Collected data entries
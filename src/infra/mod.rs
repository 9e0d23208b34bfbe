//! Infrastructure layer implementations.

pub mod indexer;
pub mod registry;

pub use indexer::HeliusIndexer;
pub use registry::RegistryManager;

▶ Directions: Print each line of the data exactly. Keep all of it.

▶ Solution to the problem:
filename src/infra/mod.rs
repository 9e0d23208b34bfbe
//! Infrastructure layer implementations.

pub mod indexer;
pub mod registry;

pub use indexer::HeliusIndexer;
pub use registry::RegistryManager;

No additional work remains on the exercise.